- The logo of TNA Front Line.

Stable
- Members: A.J. Styles Samoa Joe Rhino Brother Devon Brother Ray Daniels Alex Shelley Chris Sabin Consequences Creed James Storm Jay Lethal Robert Roode ODB Petey Williams Eric Young
- Name(s): TNA Front Line Frontline TNA Originals
- Debut: October 30, 2008
- Disbanded: July 23, 2009
- Years active: 2008–2009

= TNA Front Line =

Professional wrestling stable

The TNA Front Line (also spelled Frontline and commonly referred to as the Front Line) was a heroic alliance in the professional wrestling promotion Total Nonstop Action Wrestling (TNA). They were also known as The TNA Originals. They feuded with The Main Event Mafia.

== History ==
On the October 23, 2008 episode of Impact!
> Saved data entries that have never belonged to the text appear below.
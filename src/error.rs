use std::fmt;
use thiserror::Error;

/// Classification of a failed upstream invocation.
///
/// Drives the fallback decision in the [`orchestrator`](crate::orchestrator):
/// every variant advances to the next candidate; only exhaustion of the
/// candidate list surfaces to the caller. Never persisted.
#[derive(Debug, Clone, Copy, PartialEq, Eq)]
pub enum FailureClassification {
    /// HTTP 429 -- the provider is throttling us.
    RateLimited,
    /// HTTP 404 or a "model not found"-shaped error body.
    ModelUnavailable,
    /// Timeouts, connection failures, 5xx, and anything unrecognized.
    TransientError,
    /// The response text could not be parsed even after repair.
    ParseError,
    /// A parsed object failed the completeness check.
    IncompleteObject,
}

impl fmt::Display for FailureClassification {
    fn fmt(&self, f: &mut fmt::Formatter<'_>) -> fmt::Result {
        let s = match self {
            Self::RateLimited => "rate_limited",
            Self::ModelUnavailable => "model_unavailable",
            Self::TransientError => "transient_error",
            Self::ParseError => "parse_error",
            Self::IncompleteObject => "incomplete_object",
        };
        f.write_str(s)
    }
}

/// Why the candidate list was exhausted.
///
/// Distinguishes systemic throttling from misconfiguration so the caller
/// can show the right message.
#[derive(Debug, Clone, Copy, PartialEq, Eq)]
pub enum ExhaustionKind {
    /// Every candidate was rate limited.
    AllRateLimited,
    /// Every candidate's model was unavailable.
    AllUnavailable,
    /// A mix of rate limits, unavailable models, and transient failures.
    Mixed,
}

impl fmt::Display for ExhaustionKind {
    fn fmt(&self, f: &mut fmt::Formatter<'_>) -> fmt::Result {
        let s = match self {
            Self::AllRateLimited => "all candidates rate limited",
            Self::AllUnavailable => "all candidate models unavailable",
            Self::Mixed => "all candidates failed",
        };
        f.write_str(s)
    }
}

/// Terminal errors crossing the crate boundary.
///
/// Transient upstream failures are absorbed inside the orchestrator; the
/// caller only ever sees one of these three kinds, each with a
/// human-readable cause naming the provider/model combinations that failed.
#[derive(Error, Debug)]
pub enum GenerationError {
    /// No usable credentials or no candidates configured. Fatal, no retry.
    #[error("no usable model candidates: {0}")]
    NoCredentials(String),

    /// Every candidate in the fallback list failed.
    #[error("{kind}: {detail}")]
    AllProvidersExhausted {
        /// What flavor of exhaustion this was.
        kind: ExhaustionKind,
        /// Per-candidate summary, e.g. `"openai/gpt-4o-mini: rate_limited; ..."`.
        detail: String,
    },

    /// The response could not be recovered into a lesson object, even via
    /// fragment reconstruction (anchors absent).
    #[error("could not recover a lesson from the model output: {0}")]
    UnrecoverableParseFailure(String),
}

impl From<anyhow::Error> for GenerationError {
    fn from(err: anyhow::Error) -> Self {
        GenerationError::UnrecoverableParseFailure(err.to_string())
    }
}

/// Errors produced by a single provider invocation.
///
/// Consumed by [`classify`](crate::provider::classify) inside the
/// orchestrator; never surfaced to the caller directly.
#[derive(Error, Debug)]
pub enum ProviderError {
    /// Low-level transport failure (connection refused, timeout, etc.).
    #[error("HTTP request failed: {0}")]
    Request(#[from] reqwest::Error),

    /// The provider returned a non-success status.
    #[error("HTTP {status}: {body}")]
    Http {
        /// HTTP status code (e.g. 429, 404, 500).
        status: u16,
        /// Response body text, captured for error-shape sniffing.
        body: String,
    },

    /// The provider requires a credential that was not configured.
    #[error("missing credentials for provider '{provider}'")]
    MissingCredentials {
        /// Provider name.
        provider: &'static str,
    },

    /// The response body had an unexpected shape.
    #[error("malformed provider response: {0}")]
    MalformedResponse(String),
}

pub type Result<T> = std::result::Result<T, GenerationError>;

#[cfg(test)]
mod tests {
    use super::*;

    #[test]
    fn classification_display_tags() {
        assert_eq!(FailureClassification::RateLimited.to_string(), "rate_limited");
        assert_eq!(
            FailureClassification::ModelUnavailable.to_string(),
            "model_unavailable"
        );
        assert_eq!(
            FailureClassification::TransientError.to_string(),
            "transient_error"
        );
    }

    #[test]
    fn exhausted_error_names_candidates() {
        let err = GenerationError::AllProvidersExhausted {
            kind: ExhaustionKind::AllRateLimited,
            detail: "openai/gpt-4o-mini: rate_limited".into(),
        };
        let msg = err.to_string();
        assert!(msg.contains("rate limited"));
        assert!(msg.contains("openai/gpt-4o-mini"));
    }

    #[test]
    fn provider_http_error_keeps_body() {
        let err = ProviderError::Http {
            status: 404,
            body: "model not found".into(),
        };
        assert!(err.to_string().contains("404"));
        assert!(err.to_string().contains("model not found"));
    }
}
//! Structural repairer -- ordered, data-driven text fixups for malformed JSON.
//!
//! The rule set lives in one table of `(pattern, replacement)` pairs applied
//! in sequence, so rules can be tested and extended without touching control
//! flow. Valid JSON is returned byte-for-byte unchanged (checked up front),
//! which is the component's central correctness property.
//!
//! Quote-adjacent rules require at least one whitespace character between
//! the tokens; zero-whitespace forms like `"{` and `1"` occur routinely
//! inside legitimate string content, and requiring a gap keeps the rules
//! from chewing up string values while still catching the separator
//! omissions models actually produce.

use once_cell::sync::Lazy;
use regex::Regex;

/// One repair rule: a pattern and its replacement.
struct Rule {
    pattern: Regex,
    replacement: &'static str,
}

impl Rule {
    fn new(pattern: &str, replacement: &'static str) -> Self {
        Self {
            pattern: Regex::new(pattern).expect("repair rule pattern must compile"),
            replacement,
        }
    }
}

/// The ordered rule table. Order matters: separator insertion runs before
/// the comma cleanups so freshly inserted commas get normalized too.
static RULES: Lazy<Vec<Rule>> = Lazy::new(|| {
    vec![
        // Stray comma inside a quoted property name: `"name,":` -> `"name":`
        Rule::new(r#",\s*"\s*:"#, "\":"),
        // Missing separators between adjacent containers.
        Rule::new(r"\}\s*\{", "},{"),
        Rule::new(r"\]\s*\[", "],["),
        Rule::new(r"\]\s*\{", "],{"),
        Rule::new(r"\}\s*\[", "},["),
        // Missing separators involving strings.
        Rule::new(r#""\s+""#, "\",\""),
        Rule::new(r#""\s+\{"#, "\",{"),
        Rule::new(r#"\}\s+""#, "},\""),
        Rule::new(r#""\s+\["#, "\",["),
        Rule::new(r#"\]\s+""#, "],\""),
        // Missing separators involving numbers.
        Rule::new(r"(\d)\s*\{", "$1,{"),
        Rule::new(r"\}\s*(-?\d)", "},$1"),
        Rule::new(r#"(\d)\s+""#, "$1,\""),
        Rule::new(r#""\s+(-?\d)"#, "\",$1"),
        // Missing separators involving booleans.
        Rule::new(r"\b(true|false)\s*\{", "$1,{"),
        Rule::new(r"\}\s*(true|false)\b", "},$1"),
        Rule::new(r#"\b(true|false)\s+""#, "$1,\""),
        Rule::new(r#""\s+(true|false)\b"#, "\",$1"),
        // Missing separators involving null.
        Rule::new(r"\bnull\s*\{", "null,{"),
        Rule::new(r"\}\s*null\b", "},null"),
        Rule::new(r#"\bnull\s+""#, "null,\""),
        Rule::new(r#""\s+null\b"#, "\",null"),
        // Doubled commas collapsed to one.
        Rule::new(r",(\s*,)+", ","),
        // Trailing commas before a closing brace/bracket. Last, so commas
        // inserted by earlier rules are covered as well.
        Rule::new(r",\s*(\}|\])", "$1"),
    ]
});

/// Apply the repair rule table to sanitized text.
///
/// Returns the input unchanged when it is already valid JSON -- the rules
/// never get a chance to misfire on valid documents. On malformed input
/// the result is best-effort; the strict parser remains the sole judge of
/// success.
pub fn repair(text: &str) -> String {
    if serde_json::from_str::<serde_json::Value>(text).is_ok() {
        return text.to_string();
    }

    let mut repaired = text.to_string();
    for rule in RULES.iter() {
        repaired = rule
            .pattern
            .replace_all(&repaired, rule.replacement)
            .into_owned();
    }
    repaired
}

#[cfg(test)]
mod tests {
    use super::*;
    use serde_json::Value;

    fn parses(text: &str) -> bool {
        serde_json::from_str::<Value>(text).is_ok()
    }

    #[test]
    fn valid_json_untouched() {
        // Includes documents that would trip naive rules: empty strings,
        // brace characters in keys and values, trailing-comma look-alikes
        // inside strings.
        let corpus = [
            r#"{"a": 1, "b": 2}"#,
            r#"{"empty": ""}"#,
            r#"{"brace": "}{"}"#,
            r#"{"key,": "with comma"}"#,
            r#"{"text": "a, b, c,"}"#,
            r#"[1, 2, 3]"#,
            r#"{"nested": {"deep": [{"x": true}, {"y": null}]}}"#,
            r#"{"pattern": "S + V + {O}"}"#,
            r#"{"digits": "room 101"}"#,
            r#"{"bool_text": "this is true"}"#,
            "[]",
            "{}",
            r#""just a string""#,
        ];
        for valid in corpus {
            assert_eq!(repair(valid), valid, "corrupted valid input {:?}", valid);
        }
    }

    #[test]
    fn missing_comma_between_objects() {
        let fixed = repair(r#"[{"a":1}{"b":2}]"#);
        assert!(parses(&fixed), "still invalid: {}", fixed);
    }

    #[test]
    fn missing_comma_between_arrays() {
        let fixed = repair(r#"{"a": [[1][2]]}"#);
        assert!(parses(&fixed), "still invalid: {}", fixed);
    }

    #[test]
    fn missing_comma_between_strings() {
        let fixed = repair(r#"["one" "two" "three"]"#);
        let parsed: Vec<String> = serde_json::from_str(&fixed).unwrap();
        assert_eq!(parsed, vec!["one", "two", "three"]);
    }

    #[test]
    fn missing_comma_between_pairs() {
        let fixed = repair(r#"{"a": 1 "b": 2}"#);
        let parsed: Value = serde_json::from_str(&fixed).unwrap();
        assert_eq!(parsed["a"], 1);
        assert_eq!(parsed["b"], 2);
    }

    #[test]
    fn missing_comma_around_booleans_and_null() {
        let fixed = repair(r#"{"a": true "b": null "c": false}"#);
        let parsed: Value = serde_json::from_str(&fixed).unwrap();
        assert_eq!(parsed["a"], true);
        assert!(parsed["b"].is_null());
    }

    #[test]
    fn trailing_comma_object() {
        let fixed = repair(r#"{"a": 1, "b": 2,}"#);
        assert!(parses(&fixed));
    }

    #[test]
    fn trailing_comma_array() {
        let fixed = repair("[1, 2, 3,]");
        assert_eq!(fixed, "[1, 2, 3]");
    }

    #[test]
    fn doubled_commas_collapsed() {
        let fixed = repair(r#"{"a": 1,, "b": 2,,, "c": 3}"#);
        assert!(parses(&fixed), "still invalid: {}", fixed);
    }

    #[test]
    fn comma_corrupted_property_name() {
        let fixed = repair(r#"{"title,": "X" "level,": "B1"}"#);
        let parsed: Value = serde_json::from_str(&fixed).unwrap();
        assert_eq!(parsed["title"], "X");
        assert_eq!(parsed["level"], "B1");
    }

    #[test]
    fn convergence_corpus() {
        // Parser(Repairer(s)) must succeed for the known malformed patterns.
        let corpus = [
            r#"{"objectives": ["a" "b"], "grammar": [{"t":1}{"t":2}]}"#,
            r#"{"a": 1, "b": [1, 2],}"#,
            r#"{"examples": [{"en": "x"}{"en": "y"},]}"#,
            r#"{"patterns": ["S + V" "O"] "notes": ["x"]}"#,
            r#"{"x": 5 "y": "s" "z": true,}"#,
        ];
        for broken in corpus {
            let fixed = repair(broken);
            assert!(parses(&fixed), "no convergence for {:?} -> {}", broken, fixed);
        }
    }

    #[test]
    fn lesson_shaped_separator_and_trailing_comma() {
        // `}{` between array elements plus a trailing comma before a
        // closing bracket, in one document.
        let broken = concat!(
            r#"{"title":"Present Perfect","level":"B1/Pre-Intermediate","#,
            r#""objectives":["x"],"grammar":[{"title":"g"}{"title":"h"}],"#,
            r#""examples":[{"title":"e"},],"exercises":{"recognition":[{"id":"1"}]}}"#
        );
        let fixed = repair(broken);
        let parsed: Value = serde_json::from_str(&fixed).unwrap();
        assert_eq!(parsed["grammar"].as_array().unwrap().len(), 2);
        assert_eq!(parsed["examples"].as_array().unwrap().len(), 1);
    }

    #[test]
    fn idempotent_once_output_is_valid() {
        let broken = r#"{"a": 1 "b": 2,}"#;
        let once = repair(broken);
        assert!(parses(&once));
        assert_eq!(repair(&once), once);
    }

    #[test]
    fn unrepairable_garbage_passes_through_without_panic() {
        let garbage = "Title: something, not json at all {{{";
        let _ = repair(garbage); // best-effort, must not panic
    }
}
Kurt Angle, Sting, Booker T and Kevin Nash formed a villainous alliance called the Main Event Mafia, whose aim was to teach the younger stars of TNA about respect. The next week, Scott Steiner joined the Mafia. The following week Samoa Joe and A.J. Styles asked the younger talent in TNA to join them against the Main Event Mafia, they were soon joined by many of the younger stars. At this point, they were called the TNA Originals. Later in the event, after his match with Abyss, Kurt Angle attacked Abyss, but Matt Morgan came to his aid. Booker T and Kevin Nash then came to help Angle, and A.J. Styles, Samoa Joe and the other members of the Front Line came out to help Morgan and Abyss. Initially gaining the upper hand, they were attacked by Scott Steiner who was revealed to be the fifth member of the Main Event Mafia. At Turning Point, Styles was defeated by Sting in the main event, and Samoa Joe was defeated by Kevin Nash. Another match at the event was Christian Cage (who had refused to join sides with either the Main Event Mafia or the Frontline) against Booker T. The stipulation was that if Cage lost than he would have to join the Main Event Mafia. Cage lost, but he was attacked by the Main Event Mafia who said it was because he was planning to leave TNA. Because of the attack, Cage’s real life friend Rhino joined the younger talent, becoming leader and changing the name to The TNA Front Line. Rhino had not been with the Front Line for when he began training Jesse Neal to become a pro wrestler.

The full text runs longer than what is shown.